Last December, hackers targeted an electric transmission station in Ukraine, causing approximately one-fifth of the city to go dark. Earlier this month, Cyber security firms DSET and Dragos Inc. released a report on the malware, suggesting an alternative utility for the event.

They’re calling the attack a potential “dry run” for the malware to be adapted and used on a larger scale. “Nothing about this attack looks like it’s singular,” said Robert M. Lee of Dragos.

Nicknamed “Industroyer” or “Crash Override”, it is only the second known malware that targets industrial control systems in order to disrupt their functioning. Stuxnet captured the attention of cyber security exerts after its existence was made public in 2010. The US-Israeli worm however was released for military purposes, to delay the enrichment of uranium needed for the production of nuclear weapons in Iran. The world of nuclear weapons and the world leaders who wield them operates somewhat outside the civilian sphere. Malware that affects public infrastructure, however, has the potentiality to be wide-reaching.

Ukraine is not a stranger to Russian-initiated blackouts. In 2015 hackers remotely controlled power grids to deprive 225,000 people of power. This specific malware functions by scanning industrial systems, manipulating their settings, and opens circuit breakers to cause the power cut.  Once the malware infects a Windows machine on the target’s network, it can map and obtain network logs and send the information back to the proverbial mothership.

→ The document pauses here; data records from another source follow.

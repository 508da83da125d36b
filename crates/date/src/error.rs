//! Error types for date and duration operations
//!
//! Every fallible operation in this crate returns [`DateResult`]. The
//! variants mirror the few ways a date shortcut can fail:
//!
//! | Pattern | Variant | When |
//! |---------|---------|------|
//! | **Unknown unit** | `UnknownUnit` | A unit name outside `weeks..microseconds` |
//! | **Interval syntax** | `InvalidInterval`, `InvalidNumber`, `EmptyInterval` | `Interval::parse` input |
//! | **Format** | `Format` | A pattern the formatter rejects |
//! | **Mixed awareness** | `MixedAwareness` | Subtracting a naive value from an aware one |
//! | **Range** | `OutOfRange` | Interval or result beyond the representable range |

use thiserror::Error;

/// Standard result type using [`DateError`]
pub type DateResult<T> = Result<T, DateError>;

/// Errors raised by resolvers, intervals and durations
#[derive(Debug, Error, Clone, PartialEq, Eq)]
pub enum DateError {
    /// Unit name not in the closed set of supported units
    #[error("Unknown unit: {0}")]
    UnknownUnit(String),

    /// Interval string has a structural problem
    #[error("Invalid interval format: {0}")]
    InvalidInterval(String),

    /// Interval component could not be parsed as an integer
    #[error("Invalid number: {0}")]
    InvalidNumber(String),

    /// Interval string was empty or whitespace
    #[error("Empty interval string")]
    EmptyInterval,

    /// Format pattern is malformed or needs data the value does not carry
    #[error("Invalid format pattern '{pattern}'")]
    Format {
        /// The offending pattern
        pattern: String,
    },

    /// Naive and aware values cannot be compared
    #[error("Cannot subtract offset-naive and offset-aware time values")]
    MixedAwareness,

    /// Arithmetic left the representable range
    #[error("Value out of range: {0}")]
    OutOfRange(String),
}

impl DateError {
    /// Create a format error for `pattern`
    pub fn format<S: Into<String>>(pattern: S) -> Self {
        Self::Format { pattern: pattern.into() }
    }

    /// Create an out-of-range error
    pub fn out_of_range<S: Into<String>>(message: S) -> Self {
        Self::OutOfRange(message.into())
    }

    /// Create an interval syntax error
    pub fn invalid_interval<S: Into<String>>(message: S) -> Self {
        Self::InvalidInterval(message.into())
    }

    /// Whether the error came from caller input rather than arithmetic limits
    #[must_use]
    pub const fn is_input_error(&self) -> bool {
        !matches!(self, Self::OutOfRange(_))
    }
}
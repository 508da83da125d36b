//! Time resolution and duration utilities
//!
//! This module provides:
//! - **[`clock`]**: Real and mock wall clocks
//! - **[`value`]**: Naive and aware time values
//! - **[`unit`]**: The closed set of time units
//! - **[`interval`]**: Multi-unit intervals and their string form
//! - **[`resolver`]**: Current-time resolution, shifting and rendering
//! - **[`duration`]**: Spans with memoized unit conversions
//! - **[`format`]**: Human-readable span formatting
//!
//! ## Usage
//!
//! ```rust
//! use chrono::{TimeDelta, TimeZone, Utc};
//! use shortcuts_date::config::DateConfig;
//! use shortcuts_date::time::{difference, Interval, MockClock, TimeOptions, TimeResolver};
//!
//! let clock = MockClock::new(Utc.with_ymd_and_hms(2025, 6, 22, 16, 54, 58).unwrap());
//! let resolver = TimeResolver::with_clock(DateConfig::default(), clock);
//!
//! let start = resolver.now(TimeOptions::new());
//! let interval = Interval::parse("1h 30m").unwrap();
//! let deadline = resolver.future(&interval, TimeOptions::new()).unwrap();
//!
//! let remaining = difference(&deadline, &start).unwrap();
//! assert_eq!(remaining.minutes(), 90);
//! assert_eq!(resolver.render(Some("%Y-%m-%d"), None).unwrap(), "2025-06-22");
//! ```

pub mod clock;
pub mod duration;
pub mod format;
pub mod interval;
pub mod resolver;
pub mod unit;
pub mod value;

// Re-export commonly used items
pub use clock::{Clock, MockClock, SystemClock};
pub use duration::{difference, Duration};
pub use format::{format_compact, format_verbose};
pub use interval::Interval;
pub use resolver::{ShiftMode, TimeOptions, TimeResolver};
pub use unit::TimeUnit;
pub use value::TimeValue;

Crash Override’s newfangled ability to both physically affect power grids and serve the function of an information-driven computer network operation should serve as a wake-up call. The successful one-hour long operation in Ukraine could serve as a springboard for affecting infrastructure in Europe or North America.

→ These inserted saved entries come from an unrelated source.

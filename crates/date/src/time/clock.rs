//! Wall-clock abstraction for testability
//!
//! Resolvers never call `Utc::now()` directly; they ask a [`Clock`]. The
//! clock also answers which UTC offset the local zone observes at a given
//! instant, so DST transitions are honored per call instead of being frozen
//! at startup.
//!
//! # Examples
//!
//! ```
//! use chrono::{TimeDelta, TimeZone, Utc};
//! use shortcuts_date::time::{Clock, MockClock};
//!
//! let start = Utc.with_ymd_and_hms(2025, 6, 22, 16, 54, 58).unwrap();
//! let clock = MockClock::new(start);
//! clock.advance(TimeDelta::seconds(5));
//! assert_eq!(clock.now_utc() - start, TimeDelta::seconds(5));
//! ```

use std::sync::Arc;

use chrono::{DateTime, FixedOffset, Local, NaiveDateTime, Offset, TimeDelta, TimeZone, Utc};
use chrono_tz::Tz;
use parking_lot::Mutex;

/// Source of the current instant and the local zone's offset rules
pub trait Clock: Send + Sync {
    /// Current instant in UTC
    fn now_utc(&self) -> DateTime<Utc>;

    /// UTC offset the local zone observes at `at`
    fn local_offset(&self, at: &DateTime<Utc>) -> FixedOffset;

    /// Current instant with the local offset attached
    fn now_local(&self) -> DateTime<FixedOffset> {
        let now = self.now_utc();
        now.with_timezone(&self.local_offset(&now))
    }
}

/// Real system clock using the operating system's local zone
#[derive(Debug, Clone, Copy, Default)]
pub struct SystemClock;

impl Clock for SystemClock {
    fn now_utc(&self) -> DateTime<Utc> {
        Utc::now()
    }

    fn local_offset(&self, at: &DateTime<Utc>) -> FixedOffset {
        Local.offset_from_utc_datetime(&at.naive_utc()).fix()
    }
}

/// Mock clock for deterministic tests
///
/// Holds a settable instant and a `chrono-tz` zone standing in for the
/// local zone. Clones share the same instant.
#[derive(Debug, Clone)]
pub struct MockClock {
    now: Arc<Mutex<DateTime<Utc>>>,
    zone: Tz,
}

impl MockClock {
    /// Create a mock clock frozen at `now` whose local zone is UTC
    #[must_use]
    pub fn new(now: DateTime<Utc>) -> Self {
        Self::with_zone(now, Tz::UTC)
    }

    /// Create a mock clock frozen at `now` observing `zone` as local time
    #[must_use]
    pub fn with_zone(now: DateTime<Utc>, zone: Tz) -> Self {
        Self { now: Arc::new(Mutex::new(now)), zone }
    }

    /// Create a mock clock from a local wall time in `zone`
    ///
    /// Returns `None` when the wall time is ambiguous or skipped by a DST
    /// transition in that zone.
    #[must_use]
    pub fn from_local(zone: Tz, local: NaiveDateTime) -> Option<Self> {
        let now = zone.from_local_datetime(&local).single()?.with_timezone(&Utc);
        Some(Self::with_zone(now, zone))
    }

    /// Move the clock forward (or back, for a negative delta)
    pub fn advance(&self, delta: TimeDelta) {
        let mut now = self.now.lock();
        *now += delta;
    }

    /// Jump the clock to `instant`
    pub fn set(&self, instant: DateTime<Utc>) {
        *self.now.lock() = instant;
    }

    /// Zone used as local time
    #[must_use]
    pub const fn zone(&self) -> Tz {
        self.zone
    }
}

impl Clock for MockClock {
    fn now_utc(&self) -> DateTime<Utc> {
        *self.now.lock()
    }

    fn local_offset(&self, at: &DateTime<Utc>) -> FixedOffset {
        self.zone.offset_from_utc_datetime(&at.naive_utc()).fix()
    }
}
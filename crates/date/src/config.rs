//! Resolver configuration
//!
//! [`DateConfig`] holds the three knobs every shortcut consults when a call
//! leaves them unspecified: naive vs aware values, UTC vs local clock, and
//! the default render pattern.
//!
//! ## Environment Variables
//! - `SHORTCUTS_DATE_NAIVE`: produce naive values (`true`/other, default `true`)
//! - `SHORTCUTS_DATE_UTC`: read the UTC clock (`true`/other, default `false`)
//! - `SHORTCUTS_DATE_FORMAT`: default render pattern (unset by default)
//!
//! Boolean variables compare case-insensitively against `"true"`; any other
//! value reads as `false`.

#[cfg(feature = "serde")]
use serde::{Deserialize, Serialize};

/// Environment variable seeding [`DateConfig::naive`]
pub const ENV_NAIVE: &str = "SHORTCUTS_DATE_NAIVE";
/// Environment variable seeding [`DateConfig::utc`]
pub const ENV_UTC: &str = "SHORTCUTS_DATE_UTC";
/// Environment variable seeding [`DateConfig::format`]
pub const ENV_FORMAT: &str = "SHORTCUTS_DATE_FORMAT";

/// Render pattern used when no format is configured and values are naive
pub const NAIVE_FORMAT: &str = "%Y-%m-%dT%H:%M:%S%.6f";
/// Render pattern used when no format is configured and values are aware
pub const AWARE_FORMAT: &str = "%Y-%m-%dT%H:%M:%S%.6f%:z";

/// Defaults consulted by [`TimeResolver`](crate::time::TimeResolver)
///
/// The injectable replacement for a module-level mutable config: build one
/// at wiring time and hand it to the resolver. [`crate::defaults`] keeps a
/// process-wide instance for the free-function shortcuts.
#[derive(Debug, Clone, PartialEq, Eq)]
#[cfg_attr(feature = "serde", derive(Serialize, Deserialize))]
#[cfg_attr(feature = "serde", serde(default))]
pub struct DateConfig {
    /// Produce values without an attached offset
    pub naive: bool,

    /// Read the UTC clock instead of local wall time
    pub utc: bool,

    /// Default pattern for rendering; `None` picks [`NAIVE_FORMAT`] or
    /// [`AWARE_FORMAT`] from `naive`
    pub format: Option<String>,
}

impl Default for DateConfig {
    fn default() -> Self {
        Self { naive: true, utc: false, format: None }
    }
}

impl DateConfig {
    /// Create the hardcoded default configuration (naive, local, no format)
    #[must_use]
    pub fn new() -> Self {
        Self::default()
    }

    /// Load configuration from the process environment
    ///
    /// Unset or unparseable variables fall back to the hardcoded defaults.
    #[must_use]
    pub fn from_env() -> Self {
        let config = Self::from_lookup(|key| std::env::var(key).ok());
        tracing::debug!(
            naive = config.naive,
            utc = config.utc,
            format = ?config.format,
            "Date configuration loaded from environment"
        );
        config
    }

    /// Load configuration through an arbitrary variable lookup
    ///
    /// `from_env` delegates here; tests pass a map-backed closure instead of
    /// touching the real environment.
    pub fn from_lookup<F>(lookup: F) -> Self
    where
        F: Fn(&str) -> Option<String>,
    {
        let defaults = Self::default();
        let format = lookup(ENV_FORMAT).filter(|f| !f.is_empty());

        Self {
            naive: env_bool(lookup(ENV_NAIVE), defaults.naive),
            utc: env_bool(lookup(ENV_UTC), defaults.utc),
            format,
        }
    }

    /// Set naive mode
    #[must_use]
    pub fn with_naive(mut self, naive: bool) -> Self {
        self.naive = naive;
        self
    }

    /// Set UTC mode
    #[must_use]
    pub fn with_utc(mut self, utc: bool) -> Self {
        self.utc = utc;
        self
    }

    /// Set the default render pattern
    #[must_use]
    pub fn with_format<S: Into<String>>(mut self, format: S) -> Self {
        self.format = Some(format.into());
        self
    }

    /// Clear the default render pattern
    #[must_use]
    pub fn without_format(mut self) -> Self {
        self.format = None;
        self
    }

    /// Pattern `render` falls back to when the caller passes none
    ///
    /// Configured format first, then the naive or aware default.
    #[must_use]
    pub fn default_format(&self) -> &str {
        match &self.format {
            Some(format) => format.as_str(),
            None if self.naive => NAIVE_FORMAT,
            None => AWARE_FORMAT,
        }
    }
}

/// Parse a boolean variable
///
/// Case-insensitive `"true"` is true, any other value is false, and a
/// missing variable yields `default`.
fn env_bool(value: Option<String>, default: bool) -> bool {
    value.map_or(default, |s| s.eq_ignore_ascii_case("true"))
}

Some nations have built their critical infrastructure to be more resilient to disruption, however. The United States and many coast-bearing nations prepare themselves for natural disasters and for operating infrastructure manually, instead of relying on software.

Politicians often spout imaginary disaster scenarios to encourage funding resilient infrastructure, but it seems a real weapon is looming over the West. “It’s the culmination of over a decade of theory and attack scenarios,” Caltagirone told the Washington Post. “It’s a game changer.”